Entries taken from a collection
-------------------------

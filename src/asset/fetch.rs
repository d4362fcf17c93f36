//! Reading persisted asset files

use crate::asset::AssetFile;
use crate::error::{KvinstallError, KvinstallResult};
use std::io::ErrorKind;
use std::path::{Path, PathBuf};

/// Source of previously written asset files
pub trait FileFetcher {
    /// Read one file by its asset-relative name. `Ok(None)` when absent.
    fn fetch_by_name(&self, name: &str) -> KvinstallResult<Option<AssetFile>>;

    /// Directory names are resolved against
    fn root(&self) -> &Path;
}

/// Fetches files from the asset directory on disk
pub struct DiskFetcher {
    dir: PathBuf,
}

impl DiskFetcher {
    pub fn new(dir: impl Into<PathBuf>) -> Self {
        Self { dir: dir.into() }
    }

    pub fn dir(&self) -> &Path {
        &self.dir
    }
}

impl FileFetcher for DiskFetcher {
    fn fetch_by_name(&self, name: &str) -> KvinstallResult<Option<AssetFile>> {
        let path = self.dir.join(name);
        match std::fs::read(&path) {
            Ok(data) => Ok(Some(AssetFile::new(name, data))),
            Err(e) if e.kind() == ErrorKind::NotFound => Ok(None),
            Err(e) => Err(KvinstallError::io(
                format!("reading {}", path.display()),
                e,
            )),
        }
    }

    fn root(&self) -> &Path {
        &self.dir
    }
}
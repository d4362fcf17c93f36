//! Leaf assets derived from the install config and the environment

use crate::asset::{Asset, AssetFile, AssetKind, AssetType, FileFetcher, Parents};
use crate::error::{KvinstallError, KvinstallResult};
use crate::installconfig::InstallConfigAsset;
use rand::distributions::Alphanumeric;
use rand::Rng;
use serde::{Deserialize, Serialize};
use tracing::warn;
use uuid::Uuid;

const INFRA_ID_MAX_LEN: usize = 27;
const INFRA_ID_RANDOM_LEN: usize = 5;
const INFRA_ID_ALPHABET: &[u8] = b"bcdfghjklmnpqrstvwxz2456789";

pub const DEFAULT_RELEASE_IMAGE: &str = "quay.io/openshift-release-dev/ocp-release:4.7.0-x86_64";
pub const RELEASE_IMAGE_OVERRIDE_ENV: &str = "OPENSHIFT_INSTALL_RELEASE_IMAGE_OVERRIDE";
pub const OS_IMAGE_OVERRIDE_ENV: &str = "OPENSHIFT_INSTALL_OS_IMAGE_OVERRIDE";

const RHCOS_BASE: &str =
    "https://releases-art-rhcos.svc.ci.openshift.org/art/storage/releases/rhcos-4.7/47.83.202102090044-0/x86_64";

pub const CLUSTER_ID_FILENAME: &str = ".kvinstall/cluster-id.json";

/// Cluster UUID and the infrastructure ID used to name and label resources
///
/// Stored in the asset directory so that manifests, Ignition configs and
/// `metadata.json` written by separate runs agree on the infra ID.
#[derive(Default)]
pub struct ClusterId {
    pub uuid: String,
    pub infra_id: String,
    file: Option<AssetFile>,
}

#[derive(Serialize, Deserialize)]
#[serde(rename_all = "camelCase")]
struct StoredClusterId {
    uuid: String,
    #[serde(rename = "infraID")]
    infra_id: String,
}

impl ClusterId {
    pub fn new(uuid: impl Into<String>, infra_id: impl Into<String>) -> Self {
        Self {
            uuid: uuid.into(),
            infra_id: infra_id.into(),
            file: None,
        }
    }
}

impl Asset for ClusterId {
    fn kind(&self) -> AssetKind {
        AssetKind::ClusterId
    }

    fn dependencies(&self) -> Vec<Box<dyn Asset>> {
        vec![Box::new(InstallConfigAsset::default())]
    }

    fn generate(&mut self, parents: &Parents) -> KvinstallResult<()> {
        let config = parents.get::<InstallConfigAsset>()?.config()?;
        self.infra_id = generate_infra_id(&config.metadata.name, &mut rand::thread_rng());
        self.uuid = Uuid::new_v4().to_string();

        let stored = StoredClusterId {
            uuid: self.uuid.clone(),
            infra_id: self.infra_id.clone(),
        };
        self.file = Some(AssetFile::new(
            CLUSTER_ID_FILENAME,
            serde_json::to_vec_pretty(&stored)?,
        ));
        Ok(())
    }

    fn files(&self) -> Vec<&AssetFile> {
        self.file.iter().collect()
    }

    fn load(&mut self, fetcher: &dyn FileFetcher) -> KvinstallResult<bool> {
        let Some(file) = fetcher.fetch_by_name(CLUSTER_ID_FILENAME)? else {
            return Ok(false);
        };

        let stored: StoredClusterId =
            serde_json::from_slice(&file.data).map_err(|e| KvinstallError::AssetLoad {
                asset: self.name().to_string(),
                filename: CLUSTER_ID_FILENAME.to_string(),
                reason: e.to_string(),
            })?;
        self.uuid = stored.uuid;
        self.infra_id = stored.infra_id;
        self.file = Some(file);
        Ok(true)
    }
}

impl AssetType for ClusterId {
    const KIND: AssetKind = AssetKind::ClusterId;
}

/// Cluster name sanitized and truncated, plus a random suffix
pub fn generate_infra_id(base: &str, rng: &mut impl Rng) -> String {
    let max_base_len = INFRA_ID_MAX_LEN - (INFRA_ID_RANDOM_LEN + 1);

    let sanitized: String = base
        .to_lowercase()
        .chars()
        .map(|c| if c.is_ascii_alphanumeric() { c } else { '-' })
        .collect();
    let mut trimmed: String = sanitized.trim_matches('-').chars().take(max_base_len).collect();
    while trimmed.ends_with('-') {
        trimmed.pop();
    }

    let suffix: String = (0..INFRA_ID_RANDOM_LEN)
        .map(|_| INFRA_ID_ALPHABET[rng.gen_range(0..INFRA_ID_ALPHABET.len())] as char)
        .collect();

    format!("{}-{}", trimmed, suffix)
}

/// Release payload pull spec
#[derive(Default)]
pub struct ReleaseImage {
    pub pull_spec: String,
}

impl Asset for ReleaseImage {
    fn kind(&self) -> AssetKind {
        AssetKind::ReleaseImage
    }

    fn dependencies(&self) -> Vec<Box<dyn Asset>> {
        Vec::new()
    }

    fn generate(&mut self, _parents: &Parents) -> KvinstallResult<()> {
        self.pull_spec = match std::env::var(RELEASE_IMAGE_OVERRIDE_ENV) {
            Ok(spec) if !spec.is_empty() => {
                warn!("Found override for release image. Please be warned, this is not advised");
                spec
            }
            _ => DEFAULT_RELEASE_IMAGE.to_string(),
        };
        Ok(())
    }
}

impl AssetType for ReleaseImage {
    const KIND: AssetKind = AssetKind::ReleaseImage;
}

/// Boot image location for the configured platform
#[derive(Default)]
pub struct RhcosImage {
    pub location: String,
}

impl Asset for RhcosImage {
    fn kind(&self) -> AssetKind {
        AssetKind::RhcosImage
    }

    fn dependencies(&self) -> Vec<Box<dyn Asset>> {
        vec![Box::new(InstallConfigAsset::default())]
    }

    fn generate(&mut self, parents: &Parents) -> KvinstallResult<()> {
        if let Ok(location) = std::env::var(OS_IMAGE_OVERRIDE_ENV) {
            if !location.is_empty() {
                warn!("Found override for OS Image. Please be warned, this is not advised");
                self.location = location;
                return Ok(());
            }
        }

        let config = parents.get::<InstallConfigAsset>()?.config()?;
        self.location = match config.platform.name() {
            "kubevirt" => format!(
                "{}/rhcos-47.83.202102090044-0-openstack.x86_64.qcow2.gz",
                RHCOS_BASE
            ),
            "baremetal" => format!(
                "{}/rhcos-47.83.202102090044-0-qemu.x86_64.qcow2.gz",
                RHCOS_BASE
            ),
            _ => String::new(),
        };
        Ok(())
    }
}

impl AssetType for RhcosImage {
    const KIND: AssetKind = AssetKind::RhcosImage;
}

/// Basic-auth credentials for the bootstrap Ironic API
#[derive(Default)]
pub struct IronicCreds {
    pub username: String,
    pub password: String,
}

impl Asset for IronicCreds {
    fn kind(&self) -> AssetKind {
        AssetKind::IronicCreds
    }

    fn dependencies(&self) -> Vec<Box<dyn Asset>> {
        Vec::new()
    }

    fn generate(&mut self, _parents: &Parents) -> KvinstallResult<()> {
        let password: String = rand::thread_rng()
            .sample_iter(&Alphanumeric)
            .take(16)
            .map(char::from)
            .collect();
        self.username = "bootstrap-user".to_string();
        self.password = password;
        Ok(())
    }
}

impl AssetType for IronicCreds {
    const KIND: AssetKind = AssetKind::IronicCreds;
}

-------------------------

Copy each line of the data that contains the word "ReleaseImage".

§ Exercise result:
pub struct ReleaseImage {
impl Asset for ReleaseImage {
        AssetKind::ReleaseImage
impl AssetType for ReleaseImage {
    const KIND: AssetKind = AssetKind::ReleaseImage;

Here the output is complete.